**What the task requires:**
Set down exactly the lines below between the line holding "let source_account = signer.address();" and the line holding "raw.parse()", inclusive; no other line belongs in the answer.

Data entries
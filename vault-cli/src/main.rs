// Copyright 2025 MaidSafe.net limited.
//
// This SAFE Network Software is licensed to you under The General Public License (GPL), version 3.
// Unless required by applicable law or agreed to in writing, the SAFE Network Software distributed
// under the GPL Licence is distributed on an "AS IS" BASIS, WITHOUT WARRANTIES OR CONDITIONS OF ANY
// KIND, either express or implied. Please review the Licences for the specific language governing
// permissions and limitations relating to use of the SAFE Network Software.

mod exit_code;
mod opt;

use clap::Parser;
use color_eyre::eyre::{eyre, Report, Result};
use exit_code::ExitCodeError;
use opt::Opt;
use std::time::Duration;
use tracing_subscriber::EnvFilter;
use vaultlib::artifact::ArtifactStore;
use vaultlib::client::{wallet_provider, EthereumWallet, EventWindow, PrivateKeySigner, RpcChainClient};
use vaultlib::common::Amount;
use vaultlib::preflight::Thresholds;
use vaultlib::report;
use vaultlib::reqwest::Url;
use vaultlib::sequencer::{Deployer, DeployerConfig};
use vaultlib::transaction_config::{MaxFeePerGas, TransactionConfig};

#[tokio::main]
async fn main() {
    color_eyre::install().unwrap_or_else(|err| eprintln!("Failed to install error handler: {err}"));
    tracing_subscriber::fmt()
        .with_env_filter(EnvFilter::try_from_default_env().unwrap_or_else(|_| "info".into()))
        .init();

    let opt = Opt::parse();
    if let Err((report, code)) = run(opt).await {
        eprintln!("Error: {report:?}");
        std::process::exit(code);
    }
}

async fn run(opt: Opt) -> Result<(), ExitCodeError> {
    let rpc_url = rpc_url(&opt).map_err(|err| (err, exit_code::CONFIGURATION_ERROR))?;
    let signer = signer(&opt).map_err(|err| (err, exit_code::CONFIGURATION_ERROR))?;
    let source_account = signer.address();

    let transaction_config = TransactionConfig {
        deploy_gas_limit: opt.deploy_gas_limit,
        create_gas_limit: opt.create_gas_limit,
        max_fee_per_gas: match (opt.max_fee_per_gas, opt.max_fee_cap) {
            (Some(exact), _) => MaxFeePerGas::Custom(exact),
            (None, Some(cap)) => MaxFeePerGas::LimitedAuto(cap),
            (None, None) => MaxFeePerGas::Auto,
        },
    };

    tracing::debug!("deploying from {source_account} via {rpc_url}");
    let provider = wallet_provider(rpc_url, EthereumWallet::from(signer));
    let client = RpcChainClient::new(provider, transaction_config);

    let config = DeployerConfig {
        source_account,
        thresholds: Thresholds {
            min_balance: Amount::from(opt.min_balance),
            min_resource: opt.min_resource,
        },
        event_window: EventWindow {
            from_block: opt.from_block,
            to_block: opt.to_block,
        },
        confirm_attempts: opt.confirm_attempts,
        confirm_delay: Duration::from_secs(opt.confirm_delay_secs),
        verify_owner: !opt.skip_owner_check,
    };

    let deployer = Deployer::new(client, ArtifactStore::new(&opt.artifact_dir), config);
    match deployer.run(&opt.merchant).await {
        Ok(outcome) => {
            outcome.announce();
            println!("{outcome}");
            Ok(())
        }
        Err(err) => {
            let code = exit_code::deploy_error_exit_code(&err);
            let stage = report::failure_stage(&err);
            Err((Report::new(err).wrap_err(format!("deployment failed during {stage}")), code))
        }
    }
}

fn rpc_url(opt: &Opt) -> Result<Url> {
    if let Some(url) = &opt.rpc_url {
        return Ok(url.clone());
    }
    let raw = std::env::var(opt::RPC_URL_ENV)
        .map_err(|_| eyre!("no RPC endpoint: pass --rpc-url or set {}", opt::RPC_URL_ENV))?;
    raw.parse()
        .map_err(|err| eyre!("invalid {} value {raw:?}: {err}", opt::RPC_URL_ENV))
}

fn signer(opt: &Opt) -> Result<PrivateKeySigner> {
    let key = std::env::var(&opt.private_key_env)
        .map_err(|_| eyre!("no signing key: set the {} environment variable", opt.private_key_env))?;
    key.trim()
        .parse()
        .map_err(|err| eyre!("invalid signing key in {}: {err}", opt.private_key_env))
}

...

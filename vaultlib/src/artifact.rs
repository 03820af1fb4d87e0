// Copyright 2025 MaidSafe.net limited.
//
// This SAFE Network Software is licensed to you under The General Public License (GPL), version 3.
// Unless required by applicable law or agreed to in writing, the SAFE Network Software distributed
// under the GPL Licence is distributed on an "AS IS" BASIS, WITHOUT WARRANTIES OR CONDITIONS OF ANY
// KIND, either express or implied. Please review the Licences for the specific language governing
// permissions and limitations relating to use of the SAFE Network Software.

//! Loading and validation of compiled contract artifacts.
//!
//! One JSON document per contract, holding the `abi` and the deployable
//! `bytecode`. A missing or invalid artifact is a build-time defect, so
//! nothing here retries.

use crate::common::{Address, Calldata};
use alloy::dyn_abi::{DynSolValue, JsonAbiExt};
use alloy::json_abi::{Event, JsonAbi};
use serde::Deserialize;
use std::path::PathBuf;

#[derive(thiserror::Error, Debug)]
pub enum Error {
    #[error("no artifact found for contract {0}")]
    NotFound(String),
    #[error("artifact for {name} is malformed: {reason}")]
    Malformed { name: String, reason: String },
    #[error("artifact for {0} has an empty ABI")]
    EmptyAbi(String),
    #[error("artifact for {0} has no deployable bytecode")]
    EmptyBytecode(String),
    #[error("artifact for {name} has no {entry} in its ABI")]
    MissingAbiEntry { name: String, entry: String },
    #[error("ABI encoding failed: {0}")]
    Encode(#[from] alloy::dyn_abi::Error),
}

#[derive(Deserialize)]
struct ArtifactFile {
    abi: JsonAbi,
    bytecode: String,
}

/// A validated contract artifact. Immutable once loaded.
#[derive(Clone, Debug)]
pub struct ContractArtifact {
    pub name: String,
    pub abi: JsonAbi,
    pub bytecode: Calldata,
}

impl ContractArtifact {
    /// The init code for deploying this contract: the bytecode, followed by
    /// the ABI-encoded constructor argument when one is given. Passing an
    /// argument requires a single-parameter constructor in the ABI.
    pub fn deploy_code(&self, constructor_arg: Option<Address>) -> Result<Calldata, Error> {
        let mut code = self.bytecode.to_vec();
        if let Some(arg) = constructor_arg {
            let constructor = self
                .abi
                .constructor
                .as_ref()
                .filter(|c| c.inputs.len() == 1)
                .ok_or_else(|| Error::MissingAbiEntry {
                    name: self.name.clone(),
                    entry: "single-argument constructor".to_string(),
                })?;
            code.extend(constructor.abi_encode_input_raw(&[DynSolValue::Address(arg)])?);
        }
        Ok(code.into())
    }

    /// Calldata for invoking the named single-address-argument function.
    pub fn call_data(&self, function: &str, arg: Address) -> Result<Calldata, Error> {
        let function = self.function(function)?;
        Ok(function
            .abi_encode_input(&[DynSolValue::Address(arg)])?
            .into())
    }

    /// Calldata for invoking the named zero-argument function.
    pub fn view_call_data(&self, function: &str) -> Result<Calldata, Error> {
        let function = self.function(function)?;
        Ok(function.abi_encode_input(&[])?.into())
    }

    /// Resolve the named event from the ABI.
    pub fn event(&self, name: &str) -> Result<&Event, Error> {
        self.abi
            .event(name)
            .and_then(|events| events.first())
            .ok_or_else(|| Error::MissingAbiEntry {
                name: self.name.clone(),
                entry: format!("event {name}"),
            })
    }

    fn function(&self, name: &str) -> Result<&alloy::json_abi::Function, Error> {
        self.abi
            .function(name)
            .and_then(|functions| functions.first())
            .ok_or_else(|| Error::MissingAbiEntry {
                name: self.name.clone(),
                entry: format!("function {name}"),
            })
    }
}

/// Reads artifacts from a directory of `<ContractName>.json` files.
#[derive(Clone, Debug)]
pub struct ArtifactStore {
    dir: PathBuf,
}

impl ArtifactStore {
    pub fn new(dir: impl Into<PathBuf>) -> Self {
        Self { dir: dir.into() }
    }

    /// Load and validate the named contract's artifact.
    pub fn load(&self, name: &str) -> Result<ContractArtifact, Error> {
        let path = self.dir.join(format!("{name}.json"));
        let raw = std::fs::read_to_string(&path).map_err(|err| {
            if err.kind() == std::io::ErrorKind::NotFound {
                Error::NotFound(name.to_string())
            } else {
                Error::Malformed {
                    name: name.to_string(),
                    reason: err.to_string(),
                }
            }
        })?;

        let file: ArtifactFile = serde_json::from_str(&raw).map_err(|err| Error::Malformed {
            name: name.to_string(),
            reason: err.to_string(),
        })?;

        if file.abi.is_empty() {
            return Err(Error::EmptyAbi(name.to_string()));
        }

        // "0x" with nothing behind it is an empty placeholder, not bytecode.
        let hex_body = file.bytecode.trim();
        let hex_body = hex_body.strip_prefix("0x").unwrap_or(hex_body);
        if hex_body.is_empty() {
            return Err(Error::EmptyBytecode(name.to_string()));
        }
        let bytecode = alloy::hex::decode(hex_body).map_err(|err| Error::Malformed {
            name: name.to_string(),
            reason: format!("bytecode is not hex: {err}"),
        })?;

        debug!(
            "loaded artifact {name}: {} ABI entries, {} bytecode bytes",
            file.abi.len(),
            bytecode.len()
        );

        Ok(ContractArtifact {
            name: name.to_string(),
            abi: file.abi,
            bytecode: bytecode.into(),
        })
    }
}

**Answer section:**
    let source_account = signer.address();

    let transaction_config = TransactionConfig {
        deploy_gas_limit: opt.deploy_gas_limit,
        create_gas_limit: opt.create_gas_limit,
        max_fee_per_gas: match (opt.max_fee_per_gas, opt.max_fee_cap) {
            (Some(exact), _) => MaxFeePerGas::Custom(exact),
            (None, Some(cap)) => MaxFeePerGas::LimitedAuto(cap),
            (None, None) => MaxFeePerGas::Auto,
        },
    };

    tracing::debug!("deploying from {source_account} via {rpc_url}");
    let provider = wallet_provider(rpc_url, EthereumWallet::from(signer));
    let client = RpcChainClient::new(provider, transaction_config);

    let config = DeployerConfig {
        source_account,
        thresholds: Thresholds {
            min_balance: Amount::from(opt.min_balance),
            min_resource: opt.min_resource,
        },
        event_window: EventWindow {
            from_block: opt.from_block,
            to_block: opt.to_block,
        },
        confirm_attempts: opt.confirm_attempts,
        confirm_delay: Duration::from_secs(opt.confirm_delay_secs),
        verify_owner: !opt.skip_owner_check,
    };

    let deployer = Deployer::new(client, ArtifactStore::new(&opt.artifact_dir), config);
    match deployer.run(&opt.merchant).await {
        Ok(outcome) => {
            outcome.announce();
            println!("{outcome}");
            Ok(())
        }
        Err(err) => {
            let code = exit_code::deploy_error_exit_code(&err);
            let stage = report::failure_stage(&err);
            Err((Report::new(err).wrap_err(format!("deployment failed during {stage}")), code))
        }
    }
}

fn rpc_url(opt: &Opt) -> Result<Url> {
    if let Some(url) = &opt.rpc_url {
        return Ok(url.clone());
    }
    let raw = std::env::var(opt::RPC_URL_ENV)
        .map_err(|_| eyre!("no RPC endpoint: pass --rpc-url or set {}", opt::RPC_URL_ENV))?;
    raw.parse()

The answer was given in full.